→ TASK
For the entries below, the result should be an exact transcription of the lines from the one with "let pick = rand::thread_rng().gen_range(0..len" up to and including the one with "fn list(n: usize)", and only those.

→ RECORDED INFORMATION
----
use rand::Rng;
use tracing::{info, warn};
use tuner_proto::catalog::ChannelFilter;
use tuner_proto::config::ChannelsConfig;
use tuner_proto::playlist::{load_playlist_file, parse_playlist};
use tuner_proto::protocol::ChannelRecord;

/// Load the channel directory from a URL or a local file and filter it.
/// A missing or unreadable list gives an empty directory, not an error:
/// arbitrary URLs can still be tuned.
pub async fn load_channels(config: &ChannelsConfig) -> Vec<ChannelRecord> {
    let source = config.playlist.trim();
    let records = if source.starts_with("http://") || source.starts_with("https://") {
        match fetch_playlist(source).await {
            Ok(r) => r,
            Err(e) => {
                warn!("Failed to fetch channel list {}: {}", source, e);
                Vec::new()
            }
        }
    } else {
        let path = std::path::Path::new(source);
        if !path.exists() {
            info!("No channel list at {}", path.display());
            return Vec::new();
        }
        match load_playlist_file(path) {
            Ok(r) => r,
            Err(e) => {
                warn!("Failed to read channel list {}: {}", path.display(), e);
                Vec::new()
            }
        }
    };

    let parsed = records.len();
    let channels = ChannelFilter::from(config).apply(records);
    info!("Loaded {} channels ({} before filtering) from {}", channels.len(), parsed, source);
    channels
}

async fn fetch_playlist(url: &str) -> anyhow::Result<Vec<ChannelRecord>> {
    let response = reqwest::get(url).await?.error_for_status()?;
    let body = response.text().await?;
    Ok(parse_playlist(&body))
}

/// The directory plus the position of the tuned channel.
#[derive(Debug, Default, Clone)]
pub struct ChannelList {
    channels: Vec<ChannelRecord>,
    current: Option<usize>,
}

impl ChannelList {
    pub fn new(channels: Vec<ChannelRecord>) -> Self {
        Self {
            channels,
            current: None,
        }
    }

    pub fn channels(&self) -> &[ChannelRecord] {
        &self.channels
    }

    pub fn len(&self) -> usize {
        self.channels.len()
    }

    pub fn is_empty(&self) -> bool {
        self.channels.is_empty()
    }

    pub fn current(&self) -> Option<usize> {
        self.current
    }

    pub fn get(&self, index: usize) -> Option<&ChannelRecord> {
        self.channels.get(index)
    }

    /// Make `index` current.  `None` when out of range.
    pub fn select(&mut self, index: usize) -> Option<&ChannelRecord> {
        if index >= self.channels.len() {
            return None;
        }
        self.current = Some(index);
        self.channels.get(index)
    }

    /// Forget the current channel, e.g. after tuning an ad-hoc URL.
    pub fn clear_current(&mut self) {
        self.current = None;
    }

    /// Index after the current one, wrapping.  Starts at the first channel.
    pub fn next_index(&self) -> Option<usize> {
        if self.channels.is_empty() {
            return None;
        }
        Some(match self.current {
            Some(i) => (i + 1) % self.channels.len(),
            None => 0,
        })
    }

    /// Index before the current one, wrapping.  Starts at the last channel.
    pub fn prev_index(&self) -> Option<usize> {
        let len = self.channels.len();
        if len == 0 {
            return None;
        }
        Some(match self.current {
            Some(i) => (i + len - 1) % len,
            None => len - 1,
        })
    }

    /// Any index but the current one when there is a choice.
    pub fn random_index(&self) -> Option<usize> {
        let len = self.channels.len();
        match (len, self.current) {
            (0, _) => None,
            (1, _) => Some(0),
            (_, None) => Some(rand::thread_rng().gen_range(0..len)),
            (_, Some(current)) => {
                let pick = rand::thread_rng().gen_range(0..len - 1);
                Some(if pick >= current { pick + 1 } else { pick })
            }
        }
    }
}

#[cfg(test)]
mod tests {
    use super::*;

    fn list(n: usize) -> ChannelList {
        ChannelList::new(
            (0..n)
                .map(|i| ChannelRecord {
                    name: format!("ch{i}"),
                    url: format!("http://tv.example/{i}.m3u8"),
                    ..Default::default()
                })
                .collect(),
        )
    }

    #[test]
    fn test_next_prev_wrap() {
        let mut l = list(3);
        assert_eq!(l.next_index(), Some(0));
        assert_eq!(l.prev_index(), Some(2));
        l.select(2);
        assert_eq!(l.next_index(), Some(0));
        l.select(0);
        assert_eq!(l.prev_index(), Some(2));
    }

    #[test]
    fn test_empty_list_has_no_navigation() {
        let l = list(0);
        assert_eq!(l.next_index(), None);
        assert_eq!(l.prev_index(), None);
        assert_eq!(l.random_index(), None);
    }

    #[test]
    fn test_random_skips_current() {
        let mut l = list(4);
        l.select(1);
        for _ in 0..100 {
            let i = l.random_index().unwrap();
            assert_ne!(i, 1);
            assert!(i < 4);
        }
        assert_eq!(list(1).random_index(), Some(0));
    }

    #[test]
    fn test_select_out_of_range() {
        let mut l = list(2);
        assert!(l.select(5).is_none());
        assert_eq!(l.current(), None);
        assert_eq!(l.select(1).map(|c| c.name.as_str()), Some("ch1"));
    }

    #[tokio::test]
    async fn test_missing_file_gives_empty_directory() {
        let config = ChannelsConfig {
            playlist: "/nonexistent/tuner/channels.m3u".into(),
            ..Default::default()
        };
        assert!(load_channels(&config).await.is_empty());
    }
}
----
→ TASK OUTPUT
                let pick = rand::thread_rng().gen_range(0..len - 1);
                Some(if pick >= current { pick + 1 } else { pick })
            }
        }
    }
}

#[cfg(test)]
mod tests {
    use super::*;

    fn list(n: usize) -> ChannelList {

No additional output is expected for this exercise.